"""

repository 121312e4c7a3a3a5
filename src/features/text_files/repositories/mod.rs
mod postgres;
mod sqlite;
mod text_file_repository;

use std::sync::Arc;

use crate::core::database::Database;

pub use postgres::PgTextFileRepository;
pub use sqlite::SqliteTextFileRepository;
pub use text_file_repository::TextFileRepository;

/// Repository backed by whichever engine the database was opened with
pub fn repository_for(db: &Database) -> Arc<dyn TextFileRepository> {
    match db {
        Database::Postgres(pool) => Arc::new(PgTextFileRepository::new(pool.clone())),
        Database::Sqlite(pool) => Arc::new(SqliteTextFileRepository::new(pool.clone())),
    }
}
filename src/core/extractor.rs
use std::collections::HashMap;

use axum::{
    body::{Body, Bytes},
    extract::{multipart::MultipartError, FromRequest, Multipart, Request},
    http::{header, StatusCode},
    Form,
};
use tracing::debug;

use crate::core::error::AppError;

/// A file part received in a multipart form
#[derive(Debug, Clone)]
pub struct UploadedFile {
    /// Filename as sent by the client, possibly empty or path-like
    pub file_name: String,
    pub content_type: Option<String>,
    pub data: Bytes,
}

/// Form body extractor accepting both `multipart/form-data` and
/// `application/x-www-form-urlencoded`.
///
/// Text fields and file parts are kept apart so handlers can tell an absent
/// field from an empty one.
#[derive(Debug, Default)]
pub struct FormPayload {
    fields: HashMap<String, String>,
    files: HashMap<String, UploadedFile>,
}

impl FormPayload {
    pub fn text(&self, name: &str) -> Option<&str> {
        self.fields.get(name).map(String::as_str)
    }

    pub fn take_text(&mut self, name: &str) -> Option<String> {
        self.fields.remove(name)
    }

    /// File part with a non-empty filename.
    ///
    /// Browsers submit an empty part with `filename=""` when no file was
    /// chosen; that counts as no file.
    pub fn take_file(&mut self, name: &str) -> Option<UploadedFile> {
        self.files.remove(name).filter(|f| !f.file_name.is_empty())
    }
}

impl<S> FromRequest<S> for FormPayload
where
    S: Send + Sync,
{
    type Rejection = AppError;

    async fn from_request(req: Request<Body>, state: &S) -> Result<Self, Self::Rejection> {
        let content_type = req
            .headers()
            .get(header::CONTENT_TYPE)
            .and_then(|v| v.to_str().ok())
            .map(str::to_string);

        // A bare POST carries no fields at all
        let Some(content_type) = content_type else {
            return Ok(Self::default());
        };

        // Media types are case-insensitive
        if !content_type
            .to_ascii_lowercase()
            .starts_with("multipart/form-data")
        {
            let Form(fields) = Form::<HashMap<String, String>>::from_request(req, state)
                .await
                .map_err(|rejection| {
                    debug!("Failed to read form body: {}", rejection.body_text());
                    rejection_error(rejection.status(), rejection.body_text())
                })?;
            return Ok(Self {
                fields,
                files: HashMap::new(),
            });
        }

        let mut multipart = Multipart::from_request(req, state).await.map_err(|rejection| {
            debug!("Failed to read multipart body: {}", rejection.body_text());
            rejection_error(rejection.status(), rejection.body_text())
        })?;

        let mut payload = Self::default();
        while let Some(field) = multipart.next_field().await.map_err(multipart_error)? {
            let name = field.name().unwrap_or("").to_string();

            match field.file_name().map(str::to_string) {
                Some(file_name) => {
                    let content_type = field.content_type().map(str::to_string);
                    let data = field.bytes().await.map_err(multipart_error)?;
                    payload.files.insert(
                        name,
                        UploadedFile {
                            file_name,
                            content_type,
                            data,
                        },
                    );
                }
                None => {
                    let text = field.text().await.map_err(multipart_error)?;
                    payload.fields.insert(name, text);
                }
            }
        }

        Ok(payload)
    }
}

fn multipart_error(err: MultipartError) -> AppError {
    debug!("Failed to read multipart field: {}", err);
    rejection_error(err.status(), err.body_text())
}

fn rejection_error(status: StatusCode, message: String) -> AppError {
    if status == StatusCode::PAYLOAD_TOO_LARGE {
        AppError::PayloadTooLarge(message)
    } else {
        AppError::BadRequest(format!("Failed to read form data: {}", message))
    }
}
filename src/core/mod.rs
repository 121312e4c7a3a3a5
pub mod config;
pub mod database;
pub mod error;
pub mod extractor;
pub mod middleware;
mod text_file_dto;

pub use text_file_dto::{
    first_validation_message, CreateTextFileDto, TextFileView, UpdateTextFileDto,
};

"""
"""

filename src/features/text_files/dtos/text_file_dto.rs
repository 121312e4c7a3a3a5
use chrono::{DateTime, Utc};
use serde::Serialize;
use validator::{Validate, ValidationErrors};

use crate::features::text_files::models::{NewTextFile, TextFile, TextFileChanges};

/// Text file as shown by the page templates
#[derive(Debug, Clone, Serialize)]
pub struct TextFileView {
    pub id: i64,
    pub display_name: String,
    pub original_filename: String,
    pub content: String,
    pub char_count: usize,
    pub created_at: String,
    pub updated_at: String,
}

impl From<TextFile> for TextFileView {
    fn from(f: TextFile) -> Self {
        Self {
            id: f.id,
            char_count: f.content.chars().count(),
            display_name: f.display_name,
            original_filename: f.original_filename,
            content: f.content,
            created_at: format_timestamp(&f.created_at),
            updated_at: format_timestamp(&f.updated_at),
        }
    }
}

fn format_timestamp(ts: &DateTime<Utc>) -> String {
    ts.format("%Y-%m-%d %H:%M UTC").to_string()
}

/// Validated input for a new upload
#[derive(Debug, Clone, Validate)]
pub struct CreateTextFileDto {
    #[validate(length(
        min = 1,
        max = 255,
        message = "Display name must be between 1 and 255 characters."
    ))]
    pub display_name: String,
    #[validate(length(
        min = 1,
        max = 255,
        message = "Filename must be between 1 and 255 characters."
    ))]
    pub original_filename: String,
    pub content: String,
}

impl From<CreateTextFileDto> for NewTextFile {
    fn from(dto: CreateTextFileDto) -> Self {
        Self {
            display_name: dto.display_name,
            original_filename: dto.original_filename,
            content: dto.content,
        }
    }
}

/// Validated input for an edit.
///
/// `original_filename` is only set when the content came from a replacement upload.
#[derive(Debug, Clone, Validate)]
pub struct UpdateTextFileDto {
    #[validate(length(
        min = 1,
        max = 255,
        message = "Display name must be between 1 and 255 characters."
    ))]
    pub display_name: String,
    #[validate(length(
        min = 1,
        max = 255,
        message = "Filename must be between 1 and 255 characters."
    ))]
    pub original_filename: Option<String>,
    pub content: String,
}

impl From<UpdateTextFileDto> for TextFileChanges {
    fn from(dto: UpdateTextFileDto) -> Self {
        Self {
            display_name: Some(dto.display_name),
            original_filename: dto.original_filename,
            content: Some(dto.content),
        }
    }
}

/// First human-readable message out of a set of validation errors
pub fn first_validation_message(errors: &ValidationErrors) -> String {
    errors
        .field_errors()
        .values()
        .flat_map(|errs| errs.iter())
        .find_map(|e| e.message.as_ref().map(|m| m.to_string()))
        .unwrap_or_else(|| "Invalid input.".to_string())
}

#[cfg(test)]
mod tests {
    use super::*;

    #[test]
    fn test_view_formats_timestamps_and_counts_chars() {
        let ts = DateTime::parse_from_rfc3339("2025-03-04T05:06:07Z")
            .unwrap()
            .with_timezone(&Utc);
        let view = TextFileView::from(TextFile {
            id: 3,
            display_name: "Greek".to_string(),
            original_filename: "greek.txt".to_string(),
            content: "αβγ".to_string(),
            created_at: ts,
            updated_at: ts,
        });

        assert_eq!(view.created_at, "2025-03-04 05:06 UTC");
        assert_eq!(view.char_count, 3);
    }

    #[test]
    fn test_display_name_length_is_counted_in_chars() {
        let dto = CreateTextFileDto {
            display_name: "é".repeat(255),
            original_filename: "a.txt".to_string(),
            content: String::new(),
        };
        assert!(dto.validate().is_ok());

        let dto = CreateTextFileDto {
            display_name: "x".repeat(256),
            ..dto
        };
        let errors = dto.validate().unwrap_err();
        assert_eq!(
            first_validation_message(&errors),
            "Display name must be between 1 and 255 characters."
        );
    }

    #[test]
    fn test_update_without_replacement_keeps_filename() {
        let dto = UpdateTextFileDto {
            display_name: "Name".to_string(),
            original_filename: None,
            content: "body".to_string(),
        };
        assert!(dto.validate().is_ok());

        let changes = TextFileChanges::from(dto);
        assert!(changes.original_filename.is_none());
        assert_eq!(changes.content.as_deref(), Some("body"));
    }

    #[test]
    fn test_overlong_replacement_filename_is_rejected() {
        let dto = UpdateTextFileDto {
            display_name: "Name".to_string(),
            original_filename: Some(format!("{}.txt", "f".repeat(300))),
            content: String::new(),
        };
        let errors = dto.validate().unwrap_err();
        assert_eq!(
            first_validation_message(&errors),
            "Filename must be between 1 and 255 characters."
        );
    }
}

"""
"""

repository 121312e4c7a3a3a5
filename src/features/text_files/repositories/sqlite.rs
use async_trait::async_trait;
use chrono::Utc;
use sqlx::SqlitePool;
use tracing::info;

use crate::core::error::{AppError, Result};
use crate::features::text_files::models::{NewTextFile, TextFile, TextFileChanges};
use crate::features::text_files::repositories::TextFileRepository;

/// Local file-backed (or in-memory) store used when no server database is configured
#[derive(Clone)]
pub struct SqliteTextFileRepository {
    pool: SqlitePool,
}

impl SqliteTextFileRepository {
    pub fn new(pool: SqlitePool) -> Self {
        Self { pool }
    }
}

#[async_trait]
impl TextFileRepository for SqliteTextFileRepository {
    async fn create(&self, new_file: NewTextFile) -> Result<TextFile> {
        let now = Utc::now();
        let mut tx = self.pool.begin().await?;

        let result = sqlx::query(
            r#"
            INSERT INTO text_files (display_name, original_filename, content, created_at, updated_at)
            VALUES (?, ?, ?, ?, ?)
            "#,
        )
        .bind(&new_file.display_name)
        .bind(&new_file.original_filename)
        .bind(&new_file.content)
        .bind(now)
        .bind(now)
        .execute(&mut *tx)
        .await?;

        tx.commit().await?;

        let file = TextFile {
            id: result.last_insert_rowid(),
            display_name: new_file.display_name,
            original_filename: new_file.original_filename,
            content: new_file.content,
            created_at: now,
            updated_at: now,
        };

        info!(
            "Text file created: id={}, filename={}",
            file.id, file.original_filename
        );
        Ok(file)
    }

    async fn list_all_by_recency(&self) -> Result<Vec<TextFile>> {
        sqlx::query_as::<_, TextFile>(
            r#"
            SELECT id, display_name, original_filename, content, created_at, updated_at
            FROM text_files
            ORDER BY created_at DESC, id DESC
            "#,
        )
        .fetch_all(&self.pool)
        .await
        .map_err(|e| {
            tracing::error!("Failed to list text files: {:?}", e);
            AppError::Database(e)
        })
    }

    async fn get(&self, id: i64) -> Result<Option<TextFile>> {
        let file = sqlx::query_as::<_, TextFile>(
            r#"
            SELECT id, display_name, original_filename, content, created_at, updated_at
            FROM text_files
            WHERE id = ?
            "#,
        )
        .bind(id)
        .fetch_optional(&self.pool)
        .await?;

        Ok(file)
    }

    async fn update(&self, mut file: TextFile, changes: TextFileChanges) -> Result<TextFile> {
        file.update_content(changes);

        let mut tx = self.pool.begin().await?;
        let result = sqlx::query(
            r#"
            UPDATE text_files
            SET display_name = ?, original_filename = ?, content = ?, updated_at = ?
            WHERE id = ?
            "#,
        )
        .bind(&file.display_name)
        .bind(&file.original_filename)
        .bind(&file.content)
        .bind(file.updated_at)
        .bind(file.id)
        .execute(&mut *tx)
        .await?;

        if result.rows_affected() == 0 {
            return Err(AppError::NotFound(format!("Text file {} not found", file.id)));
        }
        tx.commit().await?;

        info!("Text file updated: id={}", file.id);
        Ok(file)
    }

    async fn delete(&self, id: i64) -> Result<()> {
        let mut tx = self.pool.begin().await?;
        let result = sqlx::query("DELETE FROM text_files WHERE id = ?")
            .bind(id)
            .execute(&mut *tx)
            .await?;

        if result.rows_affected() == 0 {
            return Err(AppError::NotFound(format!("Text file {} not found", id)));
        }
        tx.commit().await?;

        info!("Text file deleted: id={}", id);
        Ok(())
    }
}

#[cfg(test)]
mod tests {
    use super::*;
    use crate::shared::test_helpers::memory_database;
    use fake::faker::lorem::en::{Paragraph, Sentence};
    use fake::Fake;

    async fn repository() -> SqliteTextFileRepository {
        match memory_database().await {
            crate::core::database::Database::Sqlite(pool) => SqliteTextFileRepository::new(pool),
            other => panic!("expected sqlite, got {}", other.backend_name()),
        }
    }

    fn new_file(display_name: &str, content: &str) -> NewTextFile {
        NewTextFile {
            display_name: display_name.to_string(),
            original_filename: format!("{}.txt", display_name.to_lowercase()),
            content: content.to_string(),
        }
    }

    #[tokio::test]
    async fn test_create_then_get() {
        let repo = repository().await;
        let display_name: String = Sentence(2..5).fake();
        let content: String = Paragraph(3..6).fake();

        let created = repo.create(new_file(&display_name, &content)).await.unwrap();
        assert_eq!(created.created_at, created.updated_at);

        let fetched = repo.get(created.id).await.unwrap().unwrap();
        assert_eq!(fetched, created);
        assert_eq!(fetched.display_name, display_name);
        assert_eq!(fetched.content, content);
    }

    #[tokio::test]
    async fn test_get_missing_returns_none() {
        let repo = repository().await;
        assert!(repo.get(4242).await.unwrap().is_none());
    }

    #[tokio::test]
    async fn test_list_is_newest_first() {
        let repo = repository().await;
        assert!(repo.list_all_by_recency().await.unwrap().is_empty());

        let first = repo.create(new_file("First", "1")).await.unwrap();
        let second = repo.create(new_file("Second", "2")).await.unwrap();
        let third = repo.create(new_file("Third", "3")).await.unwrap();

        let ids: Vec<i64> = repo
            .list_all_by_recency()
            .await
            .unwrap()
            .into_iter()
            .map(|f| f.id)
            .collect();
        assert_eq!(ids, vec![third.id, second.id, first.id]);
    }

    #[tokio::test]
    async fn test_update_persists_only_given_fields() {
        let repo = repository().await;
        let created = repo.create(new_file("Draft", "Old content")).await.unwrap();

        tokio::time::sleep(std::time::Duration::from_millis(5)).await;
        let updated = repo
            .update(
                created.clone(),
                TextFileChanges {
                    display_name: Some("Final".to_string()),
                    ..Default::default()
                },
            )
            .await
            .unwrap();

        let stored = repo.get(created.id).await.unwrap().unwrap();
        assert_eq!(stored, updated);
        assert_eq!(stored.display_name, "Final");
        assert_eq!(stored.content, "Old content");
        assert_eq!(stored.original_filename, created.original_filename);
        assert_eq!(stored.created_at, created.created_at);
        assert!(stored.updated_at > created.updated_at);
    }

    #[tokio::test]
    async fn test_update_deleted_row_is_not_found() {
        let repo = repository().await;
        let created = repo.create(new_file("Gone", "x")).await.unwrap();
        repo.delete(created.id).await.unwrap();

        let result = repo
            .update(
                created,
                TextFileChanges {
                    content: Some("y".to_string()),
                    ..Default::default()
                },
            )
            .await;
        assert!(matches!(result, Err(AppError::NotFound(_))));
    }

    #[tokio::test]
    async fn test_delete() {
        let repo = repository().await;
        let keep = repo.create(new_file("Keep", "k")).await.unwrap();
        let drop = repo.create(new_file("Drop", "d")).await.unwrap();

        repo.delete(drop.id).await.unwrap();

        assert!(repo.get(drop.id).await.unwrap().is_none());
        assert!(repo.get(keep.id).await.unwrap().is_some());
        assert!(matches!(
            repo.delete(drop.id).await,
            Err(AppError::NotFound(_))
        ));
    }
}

"""

### WHAT TO PRODUCE:
Filter the entries above and keep only the lines with the word "when".

### THE COMPLETED TASK:
    /// Browsers submit an empty part with `filename=""` when no file was
/// `original_filename` is only set when the content came from a replacement upload.
/// Local file-backed (or in-memory) store used when no server database is configured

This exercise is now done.